Dienstag, 14.02.2012

Nach der Kritik von Franz Beckenbauer

Egoismus-Vorwürfe: Müller verteidigt Robben

Bayern-Spieler Thomas Müller hat seinen Mannschaftskameraden Arjen Robben gegen die erneuten Egoismus-Vorwürfe in Schutz genommen. "Das hatten wir ja schon öfter, dass diese Egoismus -Vorwürfe so nicht stimmen, weil es zu Arjen Robbens' Spiel gehört, dass er im Dribbling sehr stark ist", sagte Müller am Dienstag in München und ergänzte: "Und Dribbling ist meistens alleine."

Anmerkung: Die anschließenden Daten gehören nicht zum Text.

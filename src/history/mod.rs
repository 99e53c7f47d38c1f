//! Health snapshot computation and the append-only history artifact.

pub mod artifact;
pub mod snapshot;

pub use artifact::{
    append_snapshot, build_history_artifact, compute_integrity, parse_history_artifact,
    serialize_for_integrity, ArtifactParams, Completeness, CompletenessStatus,
    GovernanceHistoryArtifact, Integrity, Provenance,
};
pub use snapshot::{compute_snapshot, GovernanceSnapshot};
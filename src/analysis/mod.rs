//! Analysis passes over an activity snapshot.

pub mod bottlenecks;
pub mod crossref;
pub mod incidents;
pub mod reliability;
pub mod slo;

use chrono::{DateTime, Utc};
use serde::{Deserialize, Serialize};

use crate::config::EngineConfig;
use crate::model::{parse_timestamp, ActivitySnapshot};

pub use bottlenecks::{
    detect_bottlenecks, suggest_actions, ActionPriority, Bottleneck, BottleneckKind,
    SuggestedAction,
};
pub use crossref::CrossReferenceIndex;
pub use incidents::{
    detect_incidents, Incident, IncidentCategory, IncidentSeverity, IncidentSource,
};
pub use reliability::{compute_reliability_budget, ReliabilityBudget, RELIABILITY_POLICY};
pub use slo::{evaluate_slos, median, AggregateStatus, SloCheck, SloReport, SloStatus};

/// Combined output of one analysis run.
#[derive(Debug, Clone, Serialize, Deserialize)]
#[serde(rename_all = "camelCase")]
pub struct HealthReport {
    pub generated_at: String,
    pub slo: SloReport,
    pub incidents: Vec<Incident>,
    pub budget: ReliabilityBudget,
    pub bottlenecks: Vec<Bottleneck>,
    pub actions: Vec<SuggestedAction>,
}

/// Resolve the evaluation time: explicit `now` if parsable, else the
/// snapshot's own timestamp, else the wall clock.
pub fn resolve_now(snapshot: &ActivitySnapshot, now: Option<&str>) -> DateTime<Utc> {
    now.and_then(parse_timestamp)
        .or_else(|| parse_timestamp(&snapshot.generated_at))
        .unwrap_or_else(Utc::now)
}

/// Run the full pipeline: cross-reference index, SLO checks, incidents,
/// reliability budget, bottlenecks, suggested actions. Pure value in, pure
/// value out; the caller owns persistence and rendering.
pub fn analyze(snapshot: &ActivitySnapshot, now: Option<&str>, config: &EngineConfig) -> HealthReport {
    let now = resolve_now(snapshot, now);
    let index = CrossReferenceIndex::build(&snapshot.pull_requests, &snapshot.repository);

    let slo = evaluate_slos(snapshot, &index, now, config);
    let incidents = detect_incidents(&snapshot.comments, now, &snapshot.repository, config);
    let budget = compute_reliability_budget(&slo.checks, incidents.len());
    let bottlenecks = detect_bottlenecks(snapshot, &index, config);
    let actions = suggest_actions(&bottlenecks);

    HealthReport {
        generated_at: snapshot.generated_at.clone(),
        slo,
        incidents,
        budget,
        bottlenecks,
        actions,
    }
}
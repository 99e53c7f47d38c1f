//! Service-level objective evaluation.
//!
//! Five independent checks over proposals, the cross-reference index, and the
//! evaluation time. A check never fails on missing data; each one defines a
//! fallback status instead.

use chrono::{DateTime, Utc};
use serde::{Deserialize, Serialize};
use tracing::info;

use crate::config::EngineConfig;
use crate::model::{
    hours_between, parse_timestamp, ActivitySnapshot, ProposalPhase,
};

use super::crossref::CrossReferenceIndex;

#[derive(Debug, Clone, Copy, PartialEq, Eq, PartialOrd, Ord, Serialize, Deserialize)]
#[serde(rename_all = "kebab-case")]
pub enum SloStatus {
    Healthy,
    AtRisk,
    Breach,
}

#[derive(Debug, Clone, Copy, PartialEq, Eq, Serialize, Deserialize)]
#[serde(rename_all = "lowercase")]
pub enum AggregateStatus {
    Green,
    Yellow,
    Red,
}

#[derive(Debug, Clone, Serialize, Deserialize)]
#[serde(rename_all = "camelCase")]
pub struct SloCheck {
    pub id: String,
    pub label: String,
    pub target: String,
    pub status: SloStatus,
    pub value: String,
    #[serde(default, skip_serializing_if = "Option::is_none")]
    pub details: Option<String>,
}

#[derive(Debug, Clone, Serialize, Deserialize)]
#[serde(rename_all = "camelCase")]
pub struct SloReport {
    pub checks: Vec<SloCheck>,
    /// Rounded mean of per-check scores (healthy=100, at-risk=65, breach=30).
    pub score: u32,
    pub status: AggregateStatus,
}

/// Run all five checks and aggregate them.
pub fn evaluate_slos(
    snapshot: &ActivitySnapshot,
    index: &CrossReferenceIndex,
    now: DateTime<Utc>,
    config: &EngineConfig,
) -> SloReport {
    let checks = vec![
        check_proposal_cycle_time(snapshot, config),
        check_implementation_lead_time(snapshot, index, config),
        check_blocked_ready_work(snapshot, index, now, config),
        check_dashboard_freshness(snapshot, now, config),
        check_discoverability(snapshot, config),
    ];

    let score = aggregate_score(&checks);
    let status = if checks.iter().any(|c| c.status == SloStatus::Breach) {
        AggregateStatus::Red
    } else if checks.iter().any(|c| c.status == SloStatus::AtRisk) {
        AggregateStatus::Yellow
    } else {
        AggregateStatus::Green
    };

    info!(score, ?status, "SLO evaluation complete");
    SloReport {
        checks,
        score,
        status,
    }
}

/// Median of an unsorted list: central value, or the average of the two
/// central values for even lengths. `None` for an empty list.
pub fn median(values: &[f64]) -> Option<f64> {
    if values.is_empty() {
        return None;
    }
    let mut sorted = values.to_vec();
    sorted.sort_by(|a, b| a.partial_cmp(b).unwrap_or(std::cmp::Ordering::Equal));
    let mid = sorted.len() / 2;
    if sorted.len() % 2 == 0 {
        Some((sorted[mid - 1] + sorted[mid]) / 2.0)
    } else {
        Some(sorted[mid])
    }
}

fn check_proposal_cycle_time(snapshot: &ActivitySnapshot, config: &EngineConfig) -> SloCheck {
    let mut samples = Vec::new();
    for proposal in &snapshot.proposals {
        let ready_at = match proposal.entered_phase_at(ProposalPhase::ReadyToImplement) {
            Some(ts) => ts,
            None => continue,
        };
        let started_at = proposal
            .entered_phase_at(ProposalPhase::Discussion)
            .or_else(|| parse_timestamp(&proposal.created_at));
        let started_at = match started_at {
            Some(ts) => ts,
            None => continue,
        };
        samples.push(hours_between(started_at, ready_at).max(0.0));
    }

    let target = "median discussion to ready within 48h".to_string();
    match median(&samples) {
        Some(hours) => {
            let status = threshold_at_most(
                hours,
                config.cycle_time_healthy_hours,
                config.cycle_time_at_risk_hours,
            );
            SloCheck {
                id: "proposal-cycle-time".to_string(),
                label: "Proposal cycle time".to_string(),
                target,
                status,
                value: format!("{} median", format_hours(hours)),
                details: None,
            }
        }
        None => SloCheck {
            id: "proposal-cycle-time".to_string(),
            label: "Proposal cycle time".to_string(),
            target,
            status: SloStatus::AtRisk,
            value: "n/a".to_string(),
            details: Some("no proposals ready yet".to_string()),
        },
    }
}

fn check_implementation_lead_time(
    snapshot: &ActivitySnapshot,
    index: &CrossReferenceIndex,
    config: &EngineConfig,
) -> SloCheck {
    let mut samples = Vec::new();
    let mut ready_without_merged = 0usize;

    for proposal in &snapshot.proposals {
        let ready_at = match proposal.entered_phase_at(ProposalPhase::ReadyToImplement) {
            Some(ts) => ts,
            None => continue,
        };
        let repo = proposal.repo_tag(&snapshot.repository);
        let merged = index.merged_linked(repo, proposal.number);
        if merged.is_empty() {
            ready_without_merged += 1;
            continue;
        }

        // Only a PR merged at or after the ready transition counts as
        // causal implementation work; earlier merges contribute no sample.
        let earliest_causal = merged
            .iter()
            .filter_map(|pr| pr.merged_at.as_deref().and_then(parse_timestamp))
            .filter(|merged_at| *merged_at >= ready_at)
            .min();
        if let Some(merged_at) = earliest_causal {
            samples.push(hours_between(ready_at, merged_at));
        }
    }

    let target = "median ready to merged PR within 72h".to_string();
    match median(&samples) {
        Some(hours) => {
            let status = threshold_at_most(
                hours,
                config.lead_time_healthy_hours,
                config.lead_time_at_risk_hours,
            );
            SloCheck {
                id: "implementation-lead-time".to_string(),
                label: "Implementation lead time".to_string(),
                target,
                status,
                value: format!("{} median", format_hours(hours)),
                details: None,
            }
        }
        None => {
            let (status, details) = if ready_without_merged > 0 {
                (
                    SloStatus::Breach,
                    format!(
                        "{} ready proposal(s) with no merged linked PR",
                        ready_without_merged
                    ),
                )
            } else {
                (
                    SloStatus::AtRisk,
                    "no merged implementation PRs linked yet".to_string(),
                )
            };
            SloCheck {
                id: "implementation-lead-time".to_string(),
                label: "Implementation lead time".to_string(),
                target,
                status,
                value: "n/a".to_string(),
                details: Some(details),
            }
        }
    }
}

fn check_blocked_ready_work(
    snapshot: &ActivitySnapshot,
    index: &CrossReferenceIndex,
    now: DateTime<Utc>,
    config: &EngineConfig,
) -> SloCheck {
    let mut aged = 0usize;
    let mut blocked = 0usize;

    for proposal in &snapshot.proposals {
        if proposal.phase != ProposalPhase::ReadyToImplement {
            continue;
        }
        let since = proposal
            .entered_phase_at(ProposalPhase::ReadyToImplement)
            .or_else(|| parse_timestamp(&proposal.created_at));
        let since = match since {
            Some(ts) => ts,
            None => continue,
        };
        if hours_between(since, now) <= config.blocked_ready_age_hours {
            continue;
        }
        aged += 1;
        let repo = proposal.repo_tag(&snapshot.repository);
        if index
            .open_or_merged_linked(repo, proposal.number)
            .is_empty()
        {
            blocked += 1;
        }
    }

    let target = "at most 20% of aged ready proposals without a PR".to_string();
    if aged == 0 {
        return SloCheck {
            id: "blocked-ready-work".to_string(),
            label: "Blocked ready work".to_string(),
            target,
            status: SloStatus::Healthy,
            value: "0% (0/0)".to_string(),
            details: None,
        };
    }

    let fraction = blocked as f64 / aged as f64;
    let status = threshold_at_most(
        fraction,
        config.blocked_ready_healthy_fraction,
        config.blocked_ready_at_risk_fraction,
    );
    SloCheck {
        id: "blocked-ready-work".to_string(),
        label: "Blocked ready work".to_string(),
        target,
        status,
        value: format!("{:.0}% ({}/{})", fraction * 100.0, blocked, aged),
        details: None,
    }
}

fn check_dashboard_freshness(
    snapshot: &ActivitySnapshot,
    now: DateTime<Utc>,
    config: &EngineConfig,
) -> SloCheck {
    let target = "snapshot regenerated within 24h".to_string();
    match parse_timestamp(&snapshot.generated_at) {
        Some(generated_at) => {
            let hours = hours_between(generated_at, now).max(0.0);
            let status = threshold_at_most(
                hours,
                config.freshness_healthy_hours,
                config.freshness_at_risk_hours,
            );
            SloCheck {
                id: "dashboard-freshness".to_string(),
                label: "Dashboard freshness".to_string(),
                target,
                status,
                value: format!("{} old", format_hours(hours)),
                details: None,
            }
        }
        None => SloCheck {
            id: "dashboard-freshness".to_string(),
            label: "Dashboard freshness".to_string(),
            target,
            status: SloStatus::AtRisk,
            value: "n/a".to_string(),
            details: Some("snapshot timestamp unparsable".to_string()),
        },
    }
}

fn check_discoverability(snapshot: &ActivitySnapshot, config: &EngineConfig) -> SloCheck {
    let target = "visibility score at least 80".to_string();
    match snapshot.visibility_score {
        Some(score) => {
            let status = if score >= config.visibility_healthy_score {
                SloStatus::Healthy
            } else if score >= config.visibility_at_risk_score {
                SloStatus::AtRisk
            } else {
                SloStatus::Breach
            };
            SloCheck {
                id: "discoverability-health".to_string(),
                label: "Discoverability health".to_string(),
                target,
                status,
                value: format!("{:.0}/100", score),
                details: None,
            }
        }
        None => SloCheck {
            id: "discoverability-health".to_string(),
            label: "Discoverability health".to_string(),
            target,
            status: SloStatus::AtRisk,
            value: "n/a".to_string(),
            details: Some("visibility data unavailable".to_string()),
        },
    }
}

fn threshold_at_most(value: f64, healthy: f64, at_risk: f64) -> SloStatus {
    if value <= healthy {
        SloStatus::Healthy
    } else if value <= at_risk {
        SloStatus::AtRisk
    } else {
        SloStatus::Breach
    }
}

fn aggregate_score(checks: &[SloCheck]) -> u32 {
    if checks.is_empty() {
        return 0;
    }
    let total: f64 = checks
        .iter()
        .map(|c| match c.status {
            SloStatus::Healthy => 100.0,
            SloStatus::AtRisk => 65.0,
            SloStatus::Breach => 30.0,
        })
        .sum();
    (total / checks.len() as f64).round() as u32
}

fn format_hours(hours: f64) -> String {
    let rounded = (hours * 10.0).round() / 10.0;
    if rounded.fract() == 0.0 {
        format!("{}h", rounded as i64)
    } else {
        format!("{:.1}h", rounded)
    }
}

Bayerns Arjen Robben sieht sich wiederholt Egoismusvorwürfen ausgesetzt
© Getty
Bayerns Arjen Robben sieht sich wiederholt Egoismusvorwürfen ausgesetzt

Zuletzt wurde dem 28-Jährigen immer wieder vorgeworfen, zu eigensinnig zu spielen. Selbst Bayern Münchens Ehrenpräsident Franz Beckenbauer hatte Robben hart kritisiert und eine mannschaftsdienlichere Spielweise des Niederländers gefordert.

Dass Müller in den vergangenen Partien seinen Platz auf dem rechten Flügel eingenommen hat, begründete Trainer Jupp Heynckes damit, dass der deutsche Fußball-Rekordmeister in der Rückrunde "nicht gut aus den Startlöchern gekommen" sei.

Heynckes: Dann gibt es keinen anderen

"Dann ist der Trainer gefordert etwas zu ändern, und das habe ich gemacht", sagte Heynckes.

Der Coach behauptet außerdem: "Das heißt nicht, dass Arjen jetzt immer zwölfter Mann ist (...). In Topform gibt es auf der Position fast keinen besseren."